THE ALBERT OFFICE.
[TO THE EDITOR OF THE SPECTATOR."] SIR,—My attention having been recently directed to the following statement in your number of the 4th inst., " What is a policy- holder for except to pay ? ' He is not entitled,' said one of the directors (Mr. Vansittart Neale) to policyholders in the Medical Invalid, ever to ask a question about his office's security,' " I beg to say that, so far as I am concerned, the statement is completely mistaken. I was never present at any meeting of Medical and Invalid policyholders, having never been in any way connected with them, except as a director of the Albert, which I did not become until several years after it had acquired the Medical and Invalid business. Nor did I ever make any such declaration.
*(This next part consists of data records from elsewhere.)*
//! Repair of identity/profile pairs left unlinked by an interrupted sign-up.

use std::sync::Arc;

use async_trait::async_trait;
use tokio::sync::Mutex;

use crate::application::dto::ReconcileReport;
use crate::application::error::Result;
use crate::application::ports::inbound::ReconcileLinks;
use crate::application::ports::outbound::{Clock, TelemetryPort};
use crate::application::usecases::Stores;
use crate::application::usecases::link::link_pair;
use crate::domain::identity::{Identity, IdentityId};
use crate::domain::profile::{Profile, ProfileId};

const DEFAULT_BATCH_SIZE: usize = 100;

/// Last record inspected on each side, `None` to start over.
#[derive(Debug, Default)]
struct SweepCursor {
    identity: Option<IdentityId>,
    profile: Option<ProfileId>,
}

/// Link reconciliation use case service.
pub struct LinkReconciler {
    stores: Stores,
    telemetry: Arc<dyn TelemetryPort>,
    clock: Arc<dyn Clock>,
    /// Identities younger than this (seconds) may still be mid sign-up.
    grace_period: u64,
    batch_size: usize,
    cursor: Mutex<SweepCursor>,
}

impl LinkReconciler {
    pub fn new(
        stores: Stores,
        telemetry: Arc<dyn TelemetryPort>,
        clock: Arc<dyn Clock>,
        grace_period: u64,
    ) -> Self {
        Self {
            stores,
            telemetry,
            clock,
            grace_period,
            batch_size: DEFAULT_BATCH_SIZE,
            cursor: Mutex::new(SweepCursor::default()),
        }
    }

    /// Update how many records one pass inspects per side.
    pub fn with_batch_size(mut self, batch_size: usize) -> Self {
        self.batch_size = batch_size.max(1);
        self
    }

    /// Give `identity` a linked profile, creating one if none matches.
    ///
    /// Returns whether a profile was created.
    async fn repair_identity(&self, identity: Identity) -> Result<bool> {
        let candidate = self
            .stores
            .profiles
            .list_by_email(identity.email())
            .await?
            .into_iter()
            .find(|profile| {
                profile.identity_id().is_none()
                    || profile.identity_id() == identity.id()
            });

        let (profile, created) = match candidate {
            Some(profile) => (profile, false),
            None => {
                let profile = Profile::new(
                    identity.name().clone(),
                    identity.email().clone(),
                );
                (self.stores.profiles.save_or_update(profile).await?, true)
            },
        };

        link_pair(&self.stores, identity, profile).await?;
        Ok(created)
    }

    /// Complete the back-reference of `profile` if its identity already
    /// points at it.
    ///
    /// Returns `false` for an orphan profile.
    async fn repair_profile(&self, profile: Profile) -> Result<bool> {
        let identity = self
            .stores
            .credentials
            .find_by_email(profile.email())
            .await?;

        match identity {
            Some(identity)
                if profile.id().is_some()
                    && identity.profile_id() == profile.id() =>
            {
                link_pair(&self.stores, identity, profile).await?;
                Ok(true)
            },
            _ => Ok(false),
        }
    }
}

#[async_trait]
impl ReconcileLinks for LinkReconciler {
    async fn sweep(&self) -> Result<ReconcileReport> {
        let mut report = ReconcileReport::default();
        let cutoff = self.clock.now().saturating_sub(self.grace_period);
        // Held for the whole pass, so sweeps never overlap.
        let mut cursor = self.cursor.lock().await;

        let identities = self
            .stores
            .credentials
            .find_unlinked(cursor.identity, self.batch_size)
            .await?;
        let mut next = cursor.identity;
        let mut deferred = false;
        let exhausted = identities.len() < self.batch_size;
        for identity in identities {
            // Ids grow with creation time, the rest of the page is recent too.
            if identity.created_at() > cutoff {
                deferred = true;
                break;
            }

            let identity_id = identity.id();
            next = identity_id;
            match self.repair_identity(identity).await {
                Ok(created) => {
                    report.repaired += 1;
                    report.created_profiles += usize::from(created);
                },
                Err(err) => {
                    report.failures += 1;
                    tracing::warn!(?identity_id, error = %err, "cannot repair unlinked identity");
                },
            }
        }

        cursor.identity = if exhausted && !deferred { None } else { next };

        let profiles = self
            .stores
            .profiles
            .find_unlinked(cursor.profile, self.batch_size)
            .await?;
        let exhausted = profiles.len() < self.batch_size;
        let mut next = cursor.profile;
        for profile in profiles {
            let profile_id = profile.id();
            next = profile_id;
            match self.repair_profile(profile).await {
                Ok(true) => report.repaired += 1,
                Ok(false) => {
                    report.orphans += 1;
                    tracing::warn!(?profile_id, "profile has no identity");
                },
                Err(err) => {
                    report.failures += 1;
                    tracing::warn!(?profile_id, error = %err, "cannot repair unlinked profile");
                },
            }
        }

        cursor.profile = if exhausted { None } else { next };

        self.telemetry.record_reconciliation(&report);

        Ok(report)
    }
}
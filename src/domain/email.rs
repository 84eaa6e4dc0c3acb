//! Email logic management.

use std::fmt;

use crate::domain::error::{DomainError, Result};

/// Value object of a valid email address.
///
/// The address is kept exactly as supplied: no case folding or trimming is
/// applied, callers decide on normalization and must apply it consistently.
#[derive(Debug, Clone, PartialEq, Eq, Hash, PartialOrd, Ord)]
pub struct EmailAddress(String);

impl EmailAddress {
    /// Maximum email length.
    pub const MAX_LENGTH: usize = 50;

    /// Converts a [`String`] into a valid [`EmailAddress`].
    ///
    /// # Errors
    ///
    /// Returns `Err` if the string does not hold exactly one `@` between a
    /// non-empty local part and a non-empty domain, carries surrounding
    /// whitespace, or exceeds [`EmailAddress::MAX_LENGTH`].
    pub fn parse(email: impl Into<String>) -> Result<Self> {
        let email = email.into();

        if email.len() > Self::MAX_LENGTH || email.trim() != email {
            return Err(DomainError::InvalidEmailFormat);
        }

        match email.split_once('@') {
            Some((local, domain))
                if !local.is_empty()
                    && !domain.is_empty()
                    && !domain.contains('@') =>
            {
                Ok(Self(email))
            },
            _ => Err(DomainError::InvalidEmailFormat),
        }
    }

    /// Returns the same string as a string slice `&str`.
    #[inline]
    pub fn as_str(&self) -> &str {
        &self.0
    }
}

impl fmt::Display for EmailAddress {
    fn fmt(&self, f: &mut fmt::Formatter<'_>) -> fmt::Result {
        write!(f, "{}", self.0)
    }
}

impl AsRef<str> for EmailAddress {
    fn as_ref(&self) -> &str {
        &self.0
    }
}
The story has probably arisen out of the misapprehension of an answer made by me at a meeting of the Albert policyholders held at Calcutta in May last, to a question as to the legal rights of policyholders under the deed of settlement of the Albert Company, which I stated did not give to them any right to question the directors ; this right being, by the deed, given exclusively to the shareholders. There was no question as to their moral right to ask any questions they might think fit, it was a question simply of legal rights conferred by a particular instrument, and to that point only by answer applied.—I am, Sir, &c., E. VatrsirrauT NEALE.
2 Eldon Road, Hampstead, September 16, 1869.